Ce lundi après-midi, le procès a été renvoyé dans l'attente d'un supplément d'information. Les deux hommes interpellés sont maintenus en détention jusqu'à la décision du juge des libertés. 

Graves blessures

Vendredi dernier, vers 17 heures, une gardienne de la paix et un adjoint de sécurité ont été grièvement blessés au cours d'un contrôle, à Argenteuil, dans le Val-d'Oise. La policière, qui a notamment eu un doigt cassé, s'est vu prescrire 42 jours d'incapacité totale de travail (ITT) et son collègue 12 jours, a indiqué une source policière citée par l'AFP. 

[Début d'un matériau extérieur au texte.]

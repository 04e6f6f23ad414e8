//! Terminal log pane bound to a polling controller

use std::future::Future;
use std::io::Write;
use std::str::FromStr;

use chrono::{DateTime, Local, TimeZone};
use colored::{ColoredString, Colorize};
use tokio::sync::mpsc;
use tracing::{debug, warn};

use crate::errors::WatchError;
use crate::models::deployment::{DeploymentStatus, LogEntry, LogSource};
use crate::watch::controller::PollingController;
use crate::watch::fetcher::LogFetcher;
use crate::watch::session::{WatchOptions, WatchSnapshot};

/// `[HH:MM:SS] [source] message` in the given timezone
pub fn format_log_line<Tz: TimeZone>(entry: &LogEntry, tz: &Tz) -> String
where
    Tz::Offset: std::fmt::Display,
{
    let time = DateTime::<chrono::Utc>::from_timestamp_millis(entry.timestamp)
        .map(|t| t.with_timezone(tz).format("%H:%M:%S").to_string())
        .unwrap_or_else(|| entry.timestamp.to_string());
    format!("[{}] [{}] {}", time, entry.source.as_str(), entry.message)
}

fn colorize_status(status: DeploymentStatus) -> ColoredString {
    let label = status.label();
    match status {
        DeploymentStatus::Inspecting => label.blue(),
        DeploymentStatus::Building => label.yellow(),
        DeploymentStatus::Deploying => label.magenta(),
        DeploymentStatus::Running => label.green(),
        s if s.is_failure() => label.red(),
        _ => label.dimmed(),
    }
}

#[derive(Debug, Clone, Copy, PartialEq, Eq)]
enum Notice {
    Loading,
    Empty,
}

impl Notice {
    fn for_snapshot(snapshot: &WatchSnapshot) -> Option<Self> {
        if !snapshot.logs.is_empty() {
            return None;
        }
        if snapshot.is_loading {
            Some(Notice::Loading)
        } else if snapshot.reloads > 0 && snapshot.error.is_none() {
            Some(Notice::Empty)
        } else {
            None
        }
    }

    fn text(&self) -> &'static str {
        match self {
            Notice::Loading => "Loading logs...",
            Notice::Empty => "No logs yet",
        }
    }
}

/// Writes only what changed between two snapshots
#[derive(Debug, Default)]
pub struct PaneRenderer {
    deployment_id: Option<String>,
    reloads: u64,
    printed: usize,
    status: Option<DeploymentStatus>,
    is_polling: bool,
    error: Option<String>,
    notice: Option<Notice>,
    older_marked: bool,
}

impl PaneRenderer {
    pub fn new() -> Self {
        Self::default()
    }

    /// Number of log lines currently on screen
    pub fn printed(&self) -> usize {
        self.printed
    }

    pub fn render<W: Write>(&mut self, snapshot: &WatchSnapshot, out: &mut W) -> std::io::Result<()> {
        if snapshot.deployment_id != self.deployment_id {
            *self = Self {
                deployment_id: snapshot.deployment_id.clone(),
                ..Self::default()
            };
            if let Some(id) = &snapshot.deployment_id {
                writeln!(out, "{} {}", "Deployment".bold(), id)?;
            }
        }

        if snapshot.reloads != self.reloads || snapshot.logs.len() < self.printed {
            if self.printed > 0 {
                writeln!(out, "{}", "--- reloaded ---".dimmed())?;
            }
            self.reloads = snapshot.reloads;
            self.printed = 0;
            self.older_marked = false;
        }

        // Nothing fetched yet
        if snapshot.reloads > 0 && self.status != Some(snapshot.status) {
            writeln!(out, "{} {}", "Status:".bold(), colorize_status(snapshot.status))?;
            self.status = Some(snapshot.status);
        }

        if snapshot.is_polling != self.is_polling {
            if snapshot.is_polling {
                writeln!(out, "{}", "* live updates on".blue())?;
            } else {
                writeln!(out, "{}", "* live updates stopped".dimmed())?;
            }
            self.is_polling = snapshot.is_polling;
        }

        if snapshot.error != self.error {
            if let Some(error) = &snapshot.error {
                writeln!(out, "{} {}", "Error:".red().bold(), error)?;
            }
            self.error = snapshot.error.clone();
        }

        let notice = Notice::for_snapshot(snapshot);
        if notice != self.notice {
            if let Some(notice) = notice {
                writeln!(out, "{}", notice.text().dimmed())?;
            }
            self.notice = notice;
        }

        if snapshot.has_older && !self.older_marked && self.printed == 0 && !snapshot.logs.is_empty() {
            writeln!(out, "{}", "... older lines omitted".dimmed())?;
            self.older_marked = true;
        }

        for entry in &snapshot.logs[self.printed..] {
            let line = format_log_line(entry, &Local);
            match entry.source {
                LogSource::Build => writeln!(out, "{}", line.as_str().blue())?,
                LogSource::Runtime => writeln!(out, "{}", line.as_str().green())?,
            }
        }
        self.printed = snapshot.logs.len();

        Ok(())
    }

    pub fn summary<W: Write>(&self, out: &mut W) -> std::io::Result<()> {
        writeln!(out, "{} log lines", self.printed)
    }
}

/// Manual actions on a live pane
#[derive(Debug, Clone, Copy, PartialEq, Eq)]
pub enum PaneCommand {
    /// Reload the whole window
    Refresh,
    /// Stop live updates
    Stop,
}

impl FromStr for PaneCommand {
    type Err = String;

    fn from_str(s: &str) -> Result<Self, Self::Err> {
        match s.trim().to_lowercase().as_str() {
            "r" | "refresh" => Ok(PaneCommand::Refresh),
            "s" | "stop" => Ok(PaneCommand::Stop),
            other => Err(format!("Unknown command: {}", other)),
        }
    }
}

/// Whether the session has nothing more coming without a manual action
fn is_idle(snapshot: &WatchSnapshot) -> bool {
    !snapshot.is_polling && !snapshot.is_loading
}

/// A log pane following one deployment at a time.
///
/// Dropping the view tears the controller's session down.
pub struct LogView<F: LogFetcher + 'static> {
    controller: PollingController<F>,
}

impl<F: LogFetcher + 'static> LogView<F> {
    pub fn new(controller: PollingController<F>) -> Self {
        Self { controller }
    }

    pub fn controller(&self) -> &PollingController<F> {
        &self.controller
    }

    /// Bind to a deployment, replacing the previous session
    pub async fn bind(&self, deployment_id: &str, options: WatchOptions) -> Result<(), WatchError> {
        if self.controller.deployment_id().as_deref() != Some(deployment_id) {
            debug!("Binding log view to {:?}", deployment_id);
        }
        self.controller.start(deployment_id, options).await
    }

    /// Stream the pane to `out` until the session goes idle or `shutdown` resolves.
    ///
    /// Returns the number of log lines on screen.
    pub async fn render<W, S>(&self, out: &mut W, shutdown: S) -> Result<usize, WatchError>
    where
        W: Write,
        S: Future<Output = ()>,
    {
        let (_, mut commands) = mpsc::channel(1);
        self.render_with_commands(out, shutdown, &mut commands).await
    }

    /// Like [`LogView::render`], also acting on `commands` while the pane is live
    pub async fn render_with_commands<W, S>(
        &self,
        out: &mut W,
        shutdown: S,
        commands: &mut mpsc::Receiver<PaneCommand>,
    ) -> Result<usize, WatchError>
    where
        W: Write,
        S: Future<Output = ()>,
    {
        let mut rx = self.controller.subscribe();
        let mut renderer = PaneRenderer::new();
        tokio::pin!(shutdown);

        loop {
            let idle = {
                let snapshot = rx.borrow_and_update();
                renderer.render(&snapshot, out)?;
                is_idle(&snapshot)
            };
            out.flush()?;
            if idle {
                break;
            }

            tokio::select! {
                _ = &mut shutdown => {
                    debug!("Log view shutting down...");
                    break;
                }
                changed = rx.changed() => {
                    if changed.is_err() {
                        break;
                    }
                }
                Some(command) = commands.recv() => {
                    debug!("Pane command: {:?}", command);
                    match command {
                        PaneCommand::Refresh => {
                            tokio::select! {
                                _ = &mut shutdown => {
                                    debug!("Log view shutting down during refresh...");
                                    break;
                                }
                                refreshed = self.controller.refresh() => {
                                    if let Err(e) = refreshed {
                                        warn!("Refresh failed: {}", e);
                                    }
                                }
                            }
                        }
                        PaneCommand::Stop => self.controller.stop(),
                    }
                }
            }
        }

        renderer.summary(out)?;
        out.flush()?;
        Ok(renderer.printed())
    }
}

impl<F: LogFetcher + 'static> Drop for LogView<F> {
    fn drop(&mut self) {
        self.controller.teardown();
    }
}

Selon cette source, une patrouille avait senti "une odeur de shit" émanant d'une voiture et décidé de contrôler ses quatre occupants, qui se sont rebellés. "Ils s'en prennent aux policiers, incitent à l'émeute", a relaté cette source, selon laquelle "30 personnes" ont alors avancé vers les fonctionnaires, qui ont fait usage de leur lanceur de balle de défense pour se dégager.

Une "bavure" policière?

Mais l'avocat de deux des jeunes gens interpellés, a de son côté dénoncé une "bavure" des policiers, affirmant dans un communiqué que "ses clients, loin d'avoir été coupables de vouloir se soustraire à un contrôle, ont au contraire été victimes de violences graves, attestées par un médecin légiste".

Selon lui, un jeune majeur s'est vu prescrire 47 jours d'ITT, ayant eu les "mains fracturées" et reçu une pluie "de coups de matraque sur le visage et le corps". La source policière a de son côté indiqué qu'un mis en cause, "bien connu des services de police", s'était vu prescrire six jours d'ITT.